UBC Theses and Dissertations
Using idle workstations to implement parallel prefetch prediction Wang, Jasmine Yongqi
The benefits of prefetching have been largely overshadowed by the overhead required to produce high quality predictions. Although theoretical and simulation-based results for prediction algorithms such as Prediction by Partial Matching (PPM) appear promising, practical results have thus far been disappointing. This outcome can be attributed to the fact that practical implementations ultimately make compromises in order to reduce overhead. These compromises limit the level of complexity, variety, and granularity used in the policies and mechanisms the implementation supports. This thesis examines the use of idle workstations to implement prediction-based prefetching. We propose a novel framework to leverage the resources in a system area network to reduce I/O stall time by prefetching non-resident pages into a target node's memory by an idle node. This configuration allows prediction to run in parallel with a target application.
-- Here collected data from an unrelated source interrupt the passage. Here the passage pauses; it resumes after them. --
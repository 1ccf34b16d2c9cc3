//! Type-erased marshaller entries held by the registry.
//!
//! Application marshallers are generic over their target type; the registry
//! stores them behind object-safe traits that work on `dyn Any` so a single
//! lookup table can serve every registered type.

use std::any::{type_name, Any, TypeId};
use std::fmt;
use std::sync::Arc;

use crate::descriptors::{EnumDescriptor, FieldDescriptor, MessageDescriptor};
use crate::error::{ProtoStreamError, Result};
use crate::marshaller::{EnumMarshaller, MessageMarshaller, RawProtobufMarshaller};
use crate::stream::{ProtoStreamReader, ProtoStreamWriter};
use crate::wire::RawProtoStreamReader;

/// Value produced by an erased unmarshall call.
pub(crate) type AnyValue = Box<dyn Any + Send>;

pub(crate) trait ErasedMessageMarshaller: Send + Sync {
    fn write_any(&self, writer: &mut ProtoStreamWriter<'_>, value: &dyn Any) -> Result<()>;
    fn read_any(&self, reader: &mut ProtoStreamReader<'_>) -> Result<AnyValue>;
}

impl<M: MessageMarshaller> ErasedMessageMarshaller for M {
    fn write_any(&self, writer: &mut ProtoStreamWriter<'_>, value: &dyn Any) -> Result<()> {
        let value = downcast_target::<M::Target>(self.type_name(), value)?;
        self.write_to(writer, value)
    }

    fn read_any(&self, reader: &mut ProtoStreamReader<'_>) -> Result<AnyValue> {
        Ok(Box::new(self.read_from(reader)?))
    }
}

pub(crate) trait ErasedEnumMarshaller: Send + Sync {
    fn encode_any(&self, value: &dyn Any) -> Result<i32>;
    fn decode_any(&self, number: i32) -> Option<AnyValue>;
}

impl<M: EnumMarshaller> ErasedEnumMarshaller for M {
    fn encode_any(&self, value: &dyn Any) -> Result<i32> {
        let value = downcast_target::<M::Target>(self.type_name(), value)?;
        Ok(self.encode(value))
    }

    fn decode_any(&self, number: i32) -> Option<AnyValue> {
        self.decode(number).map(|v| Box::new(v) as AnyValue)
    }
}

pub(crate) trait ErasedRawMarshaller: Send + Sync {
    fn write_any(&self, writer: &mut ProtoStreamWriter<'_>, value: &dyn Any) -> Result<()>;
    fn read_any<'a>(
        &self,
        reader: &mut ProtoStreamReader<'a>,
        input: &mut RawProtoStreamReader<'a>,
    ) -> Result<AnyValue>;
}

impl<M: RawProtobufMarshaller> ErasedRawMarshaller for M {
    fn write_any(&self, writer: &mut ProtoStreamWriter<'_>, value: &dyn Any) -> Result<()> {
        let value = downcast_target::<M::Target>(self.type_name(), value)?;
        self.write_to(writer, value)
    }

    fn read_any<'a>(
        &self,
        reader: &mut ProtoStreamReader<'a>,
        input: &mut RawProtoStreamReader<'a>,
    ) -> Result<AnyValue> {
        Ok(Box::new(self.read_from(reader, input)?))
    }
}

fn downcast_target<'v, T: 'static>(schema_type: &str, value: &'v dyn Any) -> Result<&'v T> {
    value.downcast_ref::<T>().ok_or_else(|| {
        ProtoStreamError::type_mismatch(
            schema_type,
            format!("marshaller expects values of type {}", type_name::<T>()),
        )
    })
}

#[derive(Clone)]
enum DelegateKind {
    Message {
        descriptor: Arc<MessageDescriptor>,
        marshaller: Arc<dyn ErasedMessageMarshaller>,
    },
    Enum {
        descriptor: Arc<EnumDescriptor>,
        marshaller: Arc<dyn ErasedEnumMarshaller>,
    },
    Raw {
        marshaller: Arc<dyn ErasedRawMarshaller>,
    },
}

/// A registered marshaller bound to its Rust type and schema type.
#[derive(Clone)]
pub struct MarshallerDelegate {
    type_name: String,
    target: TypeId,
    target_name: &'static str,
    kind: DelegateKind,
}

impl MarshallerDelegate {
    pub(crate) fn message<M: MessageMarshaller>(
        marshaller: M,
        descriptor: Arc<MessageDescriptor>,
    ) -> Self {
        Self {
            type_name: marshaller.type_name().to_string(),
            target: TypeId::of::<M::Target>(),
            target_name: type_name::<M::Target>(),
            kind: DelegateKind::Message {
                descriptor,
                marshaller: Arc::new(marshaller),
            },
        }
    }

    pub(crate) fn enumeration<M: EnumMarshaller>(
        marshaller: M,
        descriptor: Arc<EnumDescriptor>,
    ) -> Self {
        Self {
            type_name: marshaller.type_name().to_string(),
            target: TypeId::of::<M::Target>(),
            target_name: type_name::<M::Target>(),
            kind: DelegateKind::Enum {
                descriptor,
                marshaller: Arc::new(marshaller),
            },
        }
    }

    pub(crate) fn raw<M: RawProtobufMarshaller>(marshaller: M) -> Self {
        Self {
            type_name: marshaller.type_name().to_string(),
            target: TypeId::of::<M::Target>(),
            target_name: type_name::<M::Target>(),
            kind: DelegateKind::Raw {
                marshaller: Arc::new(marshaller),
            },
        }
    }

    /// Returns the fully qualified schema type name.
    pub fn type_name(&self) -> &str {
        &self.type_name
    }

    /// Returns the `TypeId` of the Rust type handled by this marshaller.
    pub fn target_type(&self) -> TypeId {
        self.target
    }

    /// Returns the name of the Rust type handled by this marshaller.
    pub fn target_type_name(&self) -> &'static str {
        self.target_name
    }

    /// Returns true for schema-driven message marshallers.
    pub fn is_message(&self) -> bool {
        matches!(self.kind, DelegateKind::Message { .. })
    }

    /// Returns true for enum marshallers.
    pub fn is_enum(&self) -> bool {
        matches!(self.kind, DelegateKind::Enum { .. })
    }

    /// Returns true for raw marshallers.
    pub fn is_raw(&self) -> bool {
        matches!(self.kind, DelegateKind::Raw { .. })
    }

    /// Returns the message descriptor of a message marshaller.
    pub fn message_descriptor(&self) -> Option<&Arc<MessageDescriptor>> {
        match &self.kind {
            DelegateKind::Message { descriptor, .. } => Some(descriptor),
            _ => None,
        }
    }

    /// Returns the enum descriptor of an enum marshaller.
    pub fn enum_descriptor(&self) -> Option<&Arc<EnumDescriptor>> {
        match &self.kind {
            DelegateKind::Enum { descriptor, .. } => Some(descriptor),
            _ => None,
        }
    }

    /// Marshalls a message value into the writer's current sink.
    ///
    /// `field` is the enclosing field, or `None` at top level. Enum values
    /// have no standalone encoding and are rejected here.
    pub(crate) fn marshall(
        &self,
        field: Option<&FieldDescriptor>,
        value: &dyn Any,
        writer: &mut ProtoStreamWriter<'_>,
    ) -> Result<()> {
        match &self.kind {
            DelegateKind::Message {
                descriptor,
                marshaller,
            } => {
                writer.push_context(field, Arc::clone(descriptor))?;
                let result = marshaller.write_any(writer, value);
                writer.pop_context();
                result
            }
            DelegateKind::Raw { marshaller } => {
                writer.enter_raw()?;
                let result = marshaller.write_any(writer, value);
                writer.exit_raw();
                result
            }
            DelegateKind::Enum { .. } => Err(ProtoStreamError::type_mismatch(
                field.map_or(self.type_name.as_str(), |f| f.full_name()),
                format!("enum {} cannot be marshalled as a message", self.type_name),
            )),
        }
    }

    /// Unmarshalls a message value bounded by `input`.
    pub(crate) fn unmarshall<'a>(
        &self,
        field: Option<&FieldDescriptor>,
        reader: &mut ProtoStreamReader<'a>,
        input: &mut RawProtoStreamReader<'a>,
    ) -> Result<AnyValue> {
        match &self.kind {
            DelegateKind::Message {
                descriptor,
                marshaller,
            } => {
                reader.push_context(field, Arc::clone(descriptor), input)?;
                let value = marshaller.read_any(reader);
                let checked = reader.pop_context();
                let value = value?;
                checked?;
                Ok(value)
            }
            DelegateKind::Raw { marshaller } => {
                reader.enter_raw()?;
                let value = marshaller.read_any(reader, input);
                reader.exit_raw();
                value
            }
            DelegateKind::Enum { .. } => Err(ProtoStreamError::type_mismatch(
                field.map_or(self.type_name.as_str(), |f| f.full_name()),
                format!("enum {} cannot be unmarshalled as a message", self.type_name),
            )),
        }
    }

    /// Returns the wire number of an enum value.
    pub(crate) fn encode_enum(&self, field: &str, value: &dyn Any) -> Result<i32> {
        match &self.kind {
            DelegateKind::Enum { marshaller, .. } => marshaller.encode_any(value),
            _ => Err(ProtoStreamError::type_mismatch(
                field,
                format!("{} is not an enum type", self.type_name),
            )),
        }
    }

    /// Decodes an enum wire number; `Ok(None)` when the number is unknown.
    pub(crate) fn decode_enum(&self, field: &str, number: i32) -> Result<Option<AnyValue>> {
        match &self.kind {
            DelegateKind::Enum { marshaller, .. } => Ok(marshaller.decode_any(number)),
            _ => Err(ProtoStreamError::type_mismatch(
                field,
                format!("{} is not an enum type", self.type_name),
            )),
        }
    }
}

impl fmt::Debug for MarshallerDelegate {
    fn fmt(&self, f: &mut fmt::Formatter<'_>) -> fmt::Result {
        let kind = match self.kind {
            DelegateKind::Message { .. } => "message",
            DelegateKind::Enum { .. } => "enum",
            DelegateKind::Raw { .. } => "raw",
        };
        f.debug_struct("MarshallerDelegate")
            .field("type_name", &self.type_name)
            .field("target", &self.target_name)
            .field("kind", &kind)
            .finish()
    }
}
We have implemented a revised version of the GMS global memory system, called GMS-3P, that provides parallel prediction-based prefetching. We discuss the different algorithms we have chosen and the policies and mechanisms used to control the quality of predictions. We have also implemented a low overhead mechanism to communicate the history fault trace between the active node and the prediction node. This thesis also explores the needs of programs which have access patterns that cannot be captured by a single configuration of PPM. The dilemma associated with conventional prediction mechanisms that attempt to accommodate this behaviour is that varying the configuration adds overhead to the prediction mechanism. By moving the prediction mechanism to an idle node, we were able to add this functionality without compromising performance on the application node. Our results show that for some applications in GMS-3P, the I/O stall time can be reduced as much as 77%, while introducing an overhead of 4-8% on the node actively running the application.